Evaluation of pelvic floor strength, tone, and coordination

Optional internal exam (only with your consent) to assess muscle control

Screening for diastasis recti, prolapse, or other contributing factors

This helps us determine whether your incontinence is due to weakness, tension, poor timing, or pressure mismanagement—and tailor your care accordingly.

2. Pelvic Floor Muscle Training (Beyond Kegels)

Many women are told to “just do Kegels,” but these exercises are often done incorrectly—and can actually make symptoms worse if the pelvic floor is tight or uncoordinated.

We guide you through:

Identifying the right way to contract and relax your pelvic floor

Building strength, endurance, and control in functional positions

Synchronizing pelvic floor activation with breath and core movement

Practicing timing strategies to prevent leaks during exertion

This builds a pelvic floor that responds to real-life demands—walking, lifting, sneezing—not just isolated contractions.

3. Bladder Retraining Techniques

Urge incontinence often involves overactive bladder signaling or habitual patterns like “just in case” urination. We teach you to:

Space out bathroom visits in a healthy, sustainable way

Use pelvic floor contractions and breathing to calm urgency

Identify and reduce bladder irritants (e.g., caffeine, acidic foods)

Regain confidence in your bladder’s capacity and timing

This helps you break the cycle of urgency and fear, replacing it with control and predictability.

4. Core and Postural Re-Education

Your core, breath, and pelvic floor form a pressure-regulating system.

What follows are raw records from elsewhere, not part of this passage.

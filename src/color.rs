use std::{fmt, str::FromStr};

use snafu::prelude::*;

use crate::errors::{ParseColorError, ParseColorSnafu};

/// The order in which a strip expects the colour channels of a pixel.
#[derive(Debug, Clone, Copy, PartialEq, Eq, Hash, Default)]
pub enum ColorOrder {
    /// Green, red, blue. The WS2812 default.
    #[default]
    Grb,
    /// Blue, red, green.
    Brg,
    /// Blue, green, red.
    Bgr,
    /// Green, blue, red.
    Gbr,
    /// Red, green, blue.
    Rgb,
    /// Red, blue, green.
    Rbg,
    /// Green, red, blue, white.
    Grbw,
}

/// Where each colour channel lives inside one pixel's bytes.
#[derive(Debug, Clone, Copy, PartialEq, Eq)]
pub struct ChannelOffsets {
    /// Offset of the red byte.
    pub red: usize,
    /// Offset of the green byte.
    pub green: usize,
    /// Offset of the blue byte.
    pub blue: usize,
    /// Offset of the white byte, if the strip has one.
    pub white: Option<usize>,
}

impl ColorOrder {
    /// All colour orders.
    pub const ALL: [ColorOrder; 7] = [
        Self::Grb,
        Self::Brg,
        Self::Bgr,
        Self::Gbr,
        Self::Rgb,
        Self::Rbg,
        Self::Grbw,
    ];

    /// The conventional name, e.g. `"GRB"`.
    pub fn name(self) -> &'static str {
        match self {
            Self::Grb => "GRB",
            Self::Brg => "BRG",
            Self::Bgr => "BGR",
            Self::Gbr => "GBR",
            Self::Rgb => "RGB",
            Self::Rbg => "RBG",
            Self::Grbw => "GRBW",
        }
    }

    /// Channel offsets of this order on a strip with the given colour model.
    ///
    /// White always comes last, so it only depends on the model.
    pub fn offsets(self, model: ColorModel) -> ChannelOffsets {
        let (green, red, blue) = match self {
            Self::Grb | Self::Grbw => (0, 1, 2),
            Self::Brg => (2, 1, 0),
            Self::Bgr => (1, 2, 0),
            Self::Gbr => (0, 2, 1),
            Self::Rgb => (1, 0, 2),
            Self::Rbg => (2, 0, 1),
        };
        ChannelOffsets {
            red,
            green,
            blue,
            white: (model.num_colors() == 4).then_some(3),
        }
    }
}

impl fmt::Display for ColorOrder {
    fn fmt(&self, f: &mut fmt::Formatter<'_>) -> fmt::Result {
        f.write_str(self.name())
    }
}

impl FromStr for ColorOrder {
    type Err = ParseColorError;

    fn from_str(s: &str) -> Result<Self, Self::Err> {
        Self::ALL
            .into_iter()
            .find(|order| order.name().eq_ignore_ascii_case(s))
            .context(ParseColorSnafu {
                kind: "colour order",
                value: s,
            })
    }
}

/// The colour channels each pixel carries.
#[derive(Debug, Clone, Copy, PartialEq, Eq, Hash, Default)]
pub enum ColorModel {
    /// Red, green and blue.
    #[default]
    Rgb,
    /// Red, green, blue and white.
    Rgbw,
}

impl ColorModel {
    /// Bytes per pixel.
    pub fn num_colors(self) -> usize {
        match self {
            Self::Rgb => 3,
            Self::Rgbw => 4,
        }
    }
}

impl fmt::Display for ColorModel {
    fn fmt(&self, f: &mut fmt::Formatter<'_>) -> fmt::Result {
        f.write_str(match self {
            Self::Rgb => "RGB",
            Self::Rgbw => "RGBW",
        })
    }
}

impl FromStr for ColorModel {
    type Err = ParseColorError;

    fn from_str(s: &str) -> Result<Self, Self::Err> {
        if s.eq_ignore_ascii_case("rgb") {
            Ok(Self::Rgb)
        } else if s.eq_ignore_ascii_case("rgbw") {
            Ok(Self::Rgbw)
        } else {
            ParseColorSnafu {
                kind: "colour model",
                value: s,
            }
            .fail()
        }
    }
}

If your posture is misaligned or you habitually brace your abdomen, it can increase pressure on the bladder and pelvic floor.

We teach you to:

Use diaphragmatic breathing to coordinate intra-abdominal pressure

Align your spine and pelvis for optimal pelvic support

Move and lift with proper muscle engagement

Reduce pressure during high-demand tasks like running or jumping

This creates a system-wide foundation for continence—not just a local fix.

5. Addressing Muscle Overactivity

In some cases, the pelvic floor isn’t weak—it’s too tight or guarded, making coordination difficult and leading to leakage. This is common after childbirth trauma, surgery, or chronic stress.

Our therapists use:

Manual therapy and release techniques (internal and external)

Relaxation strategies to reduce clenching and overuse

Nervous system regulation through breath and movement

Mobility work for surrounding structures like the hips and spine

When tension is released, true strength and function can return.

Who Should Consider Pelvic Floor Physiotherapy?

If you experience any of the following, pelvic floor physiotherapy can help:

Leaking urine during exercise, coughing, or sneezing

Urgency or rushing to the toilet

Frequent urination disrupting your day or night

Feeling of incomplete emptying

Difficulty holding urine during physical activity

Postpartum or post-surgical bladder changes

Avoiding certain activities due to fear of leaks

Whether your symptoms are mild or severe, you don’t have to live with them.

Why Choose YourFormSux?

At YourFormSux, we offer Toronto’s most compassionate, evidence-based pelvic health physiotherapy designed for real women with real lives. Our approach is:

Private, respectful, and collaborative—your comfort comes first

Whole-body focused—treating posture, movement, and pressure

Tailored and empowering—with clear progress tracking

Supportive and stigma-free—we normalize the conversation around pelvic health

We treat you like a whole person—not just a set of symptoms.